## [Exercise prompt]
What is needed is an exact copy of all the lines below.

───── Record extracts

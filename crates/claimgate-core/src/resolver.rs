//! Withdrawal eligibility resolution.
//!
//! Single forward pass over the issue timeline with an explicit
//! early-exit: the first eligible-and-unclaimed candidate in timeline
//! order wins. Later iterations depend on accumulated claimed-state,
//! so the scan is strictly sequential.
//!
//! A candidate is eligible iff:
//! - the pull request is merged,
//! - the authenticated caller authored it,
//! - it merged into a repository owned by the issue's owner, and
//! - its text (body plus comments, each reconstructed at merge time)
//!   closes the issue.

use claimgate_ledger::{BountyType, LedgerContract, LedgerError};
use serde::Serialize;

use crate::error::WithdrawalError;
use crate::extract::{closer_issue_numbers, tier_placement};
use crate::history::content_at_merge;
use crate::sources::{IssueTimelineSource, SourceError, ViewerIdentitySource};
use crate::timeline::{IssueTimeline, PullRequestCandidate};

/// Joins body and comment sections before extraction. Chosen so it
/// cannot occur in legitimate pull-request text and cannot splice two
/// sections into a false keyword/reference pair.
pub const TEXT_JOIN_DELIMITER: &str = " -DELIMITER_SYMBOL- ";

/// Successful eligibility resolution.
///
/// `tier` is zero-indexed; `claimant_asset` is the winning pull
/// request's canonical URL, the unique claim key for ongoing bounties.
#[derive(Debug, Clone, PartialEq, Eq, Serialize)]
pub struct Withdrawal {
    pub issue_id: String,
    pub issue_url: String,
    pub claimant: String,
    pub claimant_asset: String,
    pub tier: Option<u64>,
}

/// Resolve whether the authenticated caller may withdraw the bounty
/// posted against `issue_url`.
///
/// Fetches issue data and viewer identity, then scans the timeline
/// per the eligibility predicate. Produces exactly one terminal
/// outcome; inputs are never mutated, so resolving twice against
/// unchanged upstream state yields an identical result.
pub fn check_withdrawal_eligibility(
    timeline_source: &dyn IssueTimelineSource,
    viewer_source: &dyn ViewerIdentitySource,
    ledger: &dyn LedgerContract,
    issue_url: &str,
    payout_address: &str,
) -> Result<Withdrawal, WithdrawalError> {
    // Both reads must complete before eligibility logic proceeds.
    let timeline = timeline_source
        .fetch(issue_url)
        .map_err(|err| map_timeline_error(err, issue_url))?;
    let viewer = viewer_source
        .viewer_login()
        .map_err(|err| map_viewer_error(err, issue_url))?;

    resolve_timeline(&timeline, &viewer, ledger, payout_address)
}

/// The scan itself, split out so fixture-backed callers can resolve
/// an already-fetched timeline.
pub fn resolve_timeline(
    timeline: &IssueTimeline,
    viewer: &str,
    ledger: &dyn LedgerContract,
    payout_address: &str,
) -> Result<Withdrawal, WithdrawalError> {
    let issue = &timeline.issue;

    let mut referenced: Vec<String> = Vec::new();
    let mut claimed_assets: Vec<String> = Vec::new();
    let mut claimed_tiers: Vec<(String, u64)> = Vec::new();
    let mut winner: Option<(&PullRequestCandidate, Option<u64>)> = None;

    for event in &timeline.events {
        let Some(candidate) = event.pull_request() else {
            continue;
        };
        referenced.push(candidate.url.clone());

        let text = text_at_merge_time(candidate);
        let closers = closer_issue_numbers(
            &text,
            &candidate.base_repository_owner,
            &candidate.base_repository_name,
        );
        // Placement markers are 1-indexed in text; contract state is
        // zero-indexed. Decrement exactly once, here.
        let tier = tier_placement(&text).map(|place| place - 1);

        let eligible = candidate.merged
            && viewer == candidate.author
            && candidate.base_repository_owner == issue.repository_owner
            && closers.contains(&issue.number);

        tracing::debug!(
            pull_request = %candidate.url,
            merged = candidate.merged,
            author = %candidate.author,
            eligible,
            ?tier,
            "scanned candidate"
        );

        if !eligible {
            continue;
        }

        match ledger
            .bounty_type(&issue.id)
            .map_err(|err| unknown(&err))?
        {
            BountyType::Ongoing => {
                if ledger
                    .ongoing_claimed(&issue.id, viewer, &candidate.url)
                    .map_err(|err| unknown(&err))?
                {
                    claimed_assets.push(candidate.url.clone());
                    continue;
                }
                winner = Some((candidate, tier));
                break;
            }
            BountyType::Tiered => {
                // A tiered bounty pays a declared placement; a
                // candidate without one is not withdrawable.
                let Some(tier_value) = tier else {
                    continue;
                };
                if ledger
                    .tier_claimed(&issue.id, tier_value)
                    .map_err(|err| unknown(&err))?
                {
                    claimed_tiers.push((candidate.url.clone(), tier_value));
                    continue;
                }
                winner = Some((candidate, tier));
                break;
            }
            BountyType::Single | BountyType::Competition => {
                winner = Some((candidate, tier));
                break;
            }
        }
    }

    if let Some((candidate, tier)) = winner {
        tracing::info!(
            issue_id = %issue.id,
            pull_request = %candidate.url,
            claimant = %viewer,
            ?tier,
            "withdrawal eligible"
        );
        return Ok(Withdrawal {
            issue_id: issue.id.clone(),
            issue_url: issue.url.clone(),
            claimant: viewer.to_string(),
            claimant_asset: candidate.url.clone(),
            tier,
        });
    }

    if referenced.is_empty() {
        return Err(WithdrawalError::NoPullRequestsReferenceIssue {
            issue_id: issue.id.clone(),
        });
    }

    if let Some(asset) = claimed_assets.first() {
        return Err(WithdrawalError::OngoingAlreadyClaimed {
            issue_url: issue.url.clone(),
            payout_address: payout_address.to_string(),
            claimant: viewer.to_string(),
            claimant_asset: asset.clone(),
        });
    }

    if let Some((asset, tier)) = claimed_tiers.first() {
        return Err(WithdrawalError::TierAlreadyClaimed {
            issue_url: issue.url.clone(),
            payout_address: payout_address.to_string(),
            claimant: viewer.to_string(),
            claimant_asset: asset.clone(),
            tier: *tier,
        });
    }

    Err(WithdrawalError::NoWithdrawablePrFound {
        issue_id: issue.id.clone(),
        referenced_prs: referenced,
    })
}

/// Body plus every comment, each reconstructed at merge time, joined
/// with the extraction delimiter.
fn text_at_merge_time(candidate: &PullRequestCandidate) -> String {
    let mut sections = Vec::with_capacity(candidate.comments.len() + 1);
    // The pull-request body has no creation revision of its own; it is
    // anchored to the pull request's creation time.
    sections.push(content_at_merge(
        candidate.merged,
        candidate.merged_at,
        &candidate.body_text,
        &candidate.body_edits,
        candidate.created_at,
    ));
    for comment in &candidate.comments {
        sections.push(content_at_merge(
            candidate.merged,
            candidate.merged_at,
            &comment.body_text,
            &comment.edits,
            comment.created_at,
        ));
    }
    sections.join(TEXT_JOIN_DELIMITER)
}

fn map_timeline_error(err: SourceError, issue_url: &str) -> WithdrawalError {
    match err {
        SourceError::NotFound => WithdrawalError::IssueDoesNotExist {
            issue_url: issue_url.to_string(),
        },
        SourceError::RateLimited => WithdrawalError::RateLimitedPat {
            issue_url: issue_url.to_string(),
        },
        SourceError::Unauthorized => WithdrawalError::OauthTokenLacksPrivileges {
            issue_url: issue_url.to_string(),
        },
        other => unknown(&other),
    }
}

fn map_viewer_error(err: SourceError, issue_url: &str) -> WithdrawalError {
    match err {
        SourceError::RateLimited => WithdrawalError::RateLimited {
            issue_url: issue_url.to_string(),
        },
        SourceError::Unauthorized => WithdrawalError::OauthTokenLacksPrivileges {
            issue_url: issue_url.to_string(),
        },
        other => unknown(&other),
    }
}

fn unknown(err: &dyn std::error::Error) -> WithdrawalError {
    WithdrawalError::Unknown {
        message: err.to_string(),
    }
}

──────────

## [Your solution]
filename crates/claimgate-core/src/resolver.rs
//! Withdrawal eligibility resolution.
//!
//! Single forward pass over the issue timeline with an explicit
//! early-exit: the first eligible-and-unclaimed candidate in timeline
//! order wins. Later iterations depend on accumulated claimed-state,
//! so the scan is strictly sequential.
//!
//! A candidate is eligible iff:
//! - the pull request is merged,
//! - the authenticated caller authored it,
//! - it merged into a repository owned by the issue's owner, and
//! - its text (body plus comments, each reconstructed at merge time)
//!   closes the issue.

use claimgate_ledger::{BountyType, LedgerContract, LedgerError};
use serde::Serialize;

use crate::error::WithdrawalError;
use crate::extract::{closer_issue_numbers, tier_placement};
use crate::history::content_at_merge;
use crate::sources::{IssueTimelineSource, SourceError, ViewerIdentitySource};
use crate::timeline::{IssueTimeline, PullRequestCandidate};

/// Joins body and comment sections before extraction. Chosen so it
/// cannot occur in legitimate pull-request text and cannot splice two
/// sections into a false keyword/reference pair.
pub const TEXT_JOIN_DELIMITER: &str = " -DELIMITER_SYMBOL- ";

/// Successful eligibility resolution.
///
/// `tier` is zero-indexed; `claimant_asset` is the winning pull
/// request's canonical URL, the unique claim key for ongoing bounties.
#[derive(Debug, Clone, PartialEq, Eq, Serialize)]
pub struct Withdrawal {
    pub issue_id: String,
    pub issue_url: String,
    pub claimant: String,
    pub claimant_asset: String,
    pub tier: Option<u64>,
}

/// Resolve whether the authenticated caller may withdraw the bounty
/// posted against `issue_url`.
///
/// Fetches issue data and viewer identity, then scans the timeline
/// per the eligibility predicate. Produces exactly one terminal
/// outcome; inputs are never mutated, so resolving twice against
/// unchanged upstream state yields an identical result.
pub fn check_withdrawal_eligibility(
    timeline_source: &dyn IssueTimelineSource,
    viewer_source: &dyn ViewerIdentitySource,
    ledger: &dyn LedgerContract,
    issue_url: &str,
    payout_address: &str,
) -> Result<Withdrawal, WithdrawalError> {
    // Both reads must complete before eligibility logic proceeds.
    let timeline = timeline_source
        .fetch(issue_url)
        .map_err(|err| map_timeline_error(err, issue_url))?;
    let viewer = viewer_source
        .viewer_login()
        .map_err(|err| map_viewer_error(err, issue_url))?;

    resolve_timeline(&timeline, &viewer, ledger, payout_address)
}

/// The scan itself, split out so fixture-backed callers can resolve
/// an already-fetched timeline.
pub fn resolve_timeline(
    timeline: &IssueTimeline,
    viewer: &str,
    ledger: &dyn LedgerContract,
    payout_address: &str,
) -> Result<Withdrawal, WithdrawalError> {
    let issue = &timeline.issue;

    let mut referenced: Vec<String> = Vec::new();
    let mut claimed_assets: Vec<String> = Vec::new();
    let mut claimed_tiers: Vec<(String, u64)> = Vec::new();
    let mut winner: Option<(&PullRequestCandidate, Option<u64>)> = None;

    for event in &timeline.events {
        let Some(candidate) = event.pull_request() else {
            continue;
        };
        referenced.push(candidate.url.clone());

        let text = text_at_merge_time(candidate);
        let closers = closer_issue_numbers(
            &text,
            &candidate.base_repository_owner,
            &candidate.base_repository_name,
        );
        // Placement markers are 1-indexed in text; contract state is
        // zero-indexed. Decrement exactly once, here.
        let tier = tier_placement(&text).map(|place| place - 1);

        let eligible = candidate.merged
            && viewer == candidate.author
            && candidate.base_repository_owner == issue.repository_owner
            && closers.contains(&issue.number);

        tracing::debug!(
            pull_request = %candidate.url,
            merged = candidate.merged,
            author = %candidate.author,
            eligible,
            ?tier,
            "scanned candidate"
        );

        if !eligible {
            continue;
        }

        match ledger
            .bounty_type(&issue.id)
            .map_err(|err| unknown(&err))?
        {
            BountyType::Ongoing => {
                if ledger
                    .ongoing_claimed(&issue.id, viewer, &candidate.url)
                    .map_err(|err| unknown(&err))?
                {
                    claimed_assets.push(candidate.url.clone());
                    continue;
                }
                winner = Some((candidate, tier));
                break;
            }
            BountyType::Tiered => {
                // A tiered bounty pays a declared placement; a
                // candidate without one is not withdrawable.
                let Some(tier_value) = tier else {
                    continue;
                };
                if ledger
                    .tier_claimed(&issue.id, tier_value)
                    .map_err(|err| unknown(&err))?
                {
                    claimed_tiers.push((candidate.url.clone(), tier_value));
                    continue;
                }
                winner = Some((candidate, tier));
                break;
            }
            BountyType::Single | BountyType::Competition => {
                winner = Some((candidate, tier));
                break;
            }
        }
    }

    if let Some((candidate, tier)) = winner {
        tracing::info!(
            issue_id = %issue.id,
            pull_request = %candidate.url,
            claimant = %viewer,
            ?tier,
            "withdrawal eligible"
        );
        return Ok(Withdrawal {
            issue_id: issue.id.clone(),
            issue_url: issue.url.clone(),
            claimant: viewer.to_string(),
            claimant_asset: candidate.url.clone(),
            tier,
        });
    }

    if referenced.is_empty() {
        return Err(WithdrawalError::NoPullRequestsReferenceIssue {
            issue_id: issue.id.clone(),
        });
    }

    if let Some(asset) = claimed_assets.first() {
        return Err(WithdrawalError::OngoingAlreadyClaimed {
            issue_url: issue.url.clone(),
            payout_address: payout_address.to_string(),
            claimant: viewer.to_string(),
            claimant_asset: asset.clone(),
        });
    }

    if let Some((asset, tier)) = claimed_tiers.first() {
        return Err(WithdrawalError::TierAlreadyClaimed {
            issue_url: issue.url.clone(),
            payout_address: payout_address.to_string(),
            claimant: viewer.to_string(),
            claimant_asset: asset.clone(),
            tier: *tier,
        });
    }

    Err(WithdrawalError::NoWithdrawablePrFound {
        issue_id: issue.id.clone(),
        referenced_prs: referenced,
    })
}

/// Body plus every comment, each reconstructed at merge time, joined
/// with the extraction delimiter.
fn text_at_merge_time(candidate: &PullRequestCandidate) -> String {
    let mut sections = Vec::with_capacity(candidate.comments.len() + 1);
    // The pull-request body has no creation revision of its own; it is
    // anchored to the pull request's creation time.
    sections.push(content_at_merge(
        candidate.merged,
        candidate.merged_at,
        &candidate.body_text,
        &candidate.body_edits,
        candidate.created_at,
    ));
    for comment in &candidate.comments {
        sections.push(content_at_merge(
            candidate.merged,
            candidate.merged_at,
            &comment.body_text,
            &comment.edits,
            comment.created_at,
        ));
    }
    sections.join(TEXT_JOIN_DELIMITER)
}

fn map_timeline_error(err: SourceError, issue_url: &str) -> WithdrawalError {
    match err {
        SourceError::NotFound => WithdrawalError::IssueDoesNotExist {
            issue_url: issue_url.to_string(),
        },
        SourceError::RateLimited => WithdrawalError::RateLimitedPat {
            issue_url: issue_url.to_string(),
        },
        SourceError::Unauthorized => WithdrawalError::OauthTokenLacksPrivileges {
            issue_url: issue_url.to_string(),
        },
        other => unknown(&other),
    }
}

fn map_viewer_error(err: SourceError, issue_url: &str) -> WithdrawalError {
    match err {
        SourceError::RateLimited => WithdrawalError::RateLimited {
            issue_url: issue_url.to_string(),
        },
        SourceError::Unauthorized => WithdrawalError::OauthTokenLacksPrivileges {
            issue_url: issue_url.to_string(),
        },
        other => unknown(&other),
    }
}

fn unknown(err: &dyn std::error::Error) -> WithdrawalError {
    WithdrawalError::Unknown {
        message: err.to_string(),
    }
}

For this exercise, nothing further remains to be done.